Present each line of the entries below that holds the word "usize".

Dataset items
· · · · · · ·

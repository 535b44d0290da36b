//! Halfband decimation.
//!
//! Rate reduction between the capture rate and the bandwidth-part grid is
//! done in decimate-by-two stages. A halfband FIR has every second tap
//! equal to zero, which halves the multiply count; chaining stages covers
//! any power-of-two factor. This is why grid widths round up to powers of
//! two instead of the theoretical minimum.
//!
//! ## Example
//!
//! ```rust
//! use nrsniff_core::halfband::DecimationChain;
//! use num_complex::Complex64;
//!
//! let mut chain = DecimationChain::new(4).unwrap();
//! let input = vec![Complex64::new(1.0, 0.0); 400];
//! let output = chain.process(&input);
//! assert_eq!(output.len(), 100);
//! ```

use num_complex::Complex64;
use std::f64::consts::PI;

use crate::types::{IQSample, PhyError, PhyResult};

/// Default tap count per halfband stage (odd, center tap 0.5).
const HALFBAND_TAPS: usize = 31;

/// Design a windowed-sinc halfband lowpass.
///
/// `num_taps` must be odd; the center tap is 0.5 and taps at even offsets
/// from the center are zero by construction.
pub fn design_halfband(num_taps: usize) -> Vec<f64> {
    debug_assert!(num_taps % 2 == 1, "halfband filters have odd length");
    let center = (num_taps / 2) as i64;
    (0..num_taps as i64)
        .map(|i| {
            let m = i - center;
            if m == 0 {
                0.5
            } else if m % 2 == 0 {
                0.0
            } else {
                // sinc(m/2) with a Hamming window.
                let x = PI * m as f64 / 2.0;
                let window =
                    0.54 - 0.46 * (2.0 * PI * i as f64 / (num_taps as f64 - 1.0)).cos();
                0.5 * (x.sin() / x) * window
            }
        })
        .collect()
}

/// One decimate-by-two halfband FIR stage with streaming history.
#[derive(Debug, Clone)]
pub struct HalfbandStage {
    taps: Vec<f64>,
    history: Vec<IQSample>,
    phase: usize,
}

impl HalfbandStage {
    /// Create a stage with the default tap count.
    pub fn new() -> Self {
        Self::with_taps(design_halfband(HALFBAND_TAPS))
    }

    /// Create a stage with custom taps.
    pub fn with_taps(taps: Vec<f64>) -> Self {
        let len = taps.len();
        Self {
            taps,
            history: vec![Complex64::new(0.0, 0.0); len],
            phase: 0,
        }
    }

    /// Filter and keep every second sample.
    pub fn process(&mut self, input: &[IQSample]) -> Vec<IQSample> {
        let mut output = Vec::with_capacity(input.len() / 2 + 1);
        for &sample in input {
            self.history.rotate_right(1);
            self.history[0] = sample;

            self.phase += 1;
            if self.phase == 2 {
                self.phase = 0;
                let mut sum = Complex64::new(0.0, 0.0);
                for (i, &tap) in self.taps.iter().enumerate() {
                    if tap != 0.0 {
                        sum += self.history[i] * tap;
                    }
                }
                output.push(sum);
            }
        }
        output
    }

    /// Reset streaming state.
    pub fn reset(&mut self) {
        self.history.fill(Complex64::new(0.0, 0.0));
        self.phase = 0;
    }
}

impl Default for HalfbandStage {
    fn default() -> Self {
        Self::new()
    }
}

/// A chain of halfband stages covering a power-of-two decimation factor.
///
/// A factor of 1 is a passthrough.
#[derive(Debug, Clone, Default)]
pub struct DecimationChain {
    stages: Vec<HalfbandStage>,
}

impl DecimationChain {
    /// Build a chain for the given factor. Fails unless the factor is a
    /// power of two.
    pub fn new(factor: u64) -> PhyResult<Self> {
        if factor == 0 || !factor.is_power_of_two() {
            return Err(PhyError::InvalidDecimation(factor));
        }
        let stages = (0..factor.trailing_zeros())
            .map(|_| HalfbandStage::new())
            .collect();
        Ok(Self { stages })
    }

    /// Overall decimation factor.
    pub fn factor(&self) -> u64 {
        1 << self.stages.len()
    }

    /// Run a block through every stage.
    pub fn process(&mut self, input: &[IQSample]) -> Vec<IQSample> {
        if self.stages.is_empty() {
            return input.to_vec();
        }
        let mut buf = self.stages[0].process(input);
        for stage in self.stages.iter_mut().skip(1) {
            buf = stage.process(&buf);
        }
        buf
    }

    /// Reset streaming state in all stages.
    pub fn reset(&mut self) {
        for stage in self.stages.iter_mut() {
            stage.reset();
        }
    }
}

· · · · · · ·

> Reply
const HALFBAND_TAPS: usize = 31;
pub fn design_halfband(num_taps: usize) -> Vec<f64> {
    phase: usize,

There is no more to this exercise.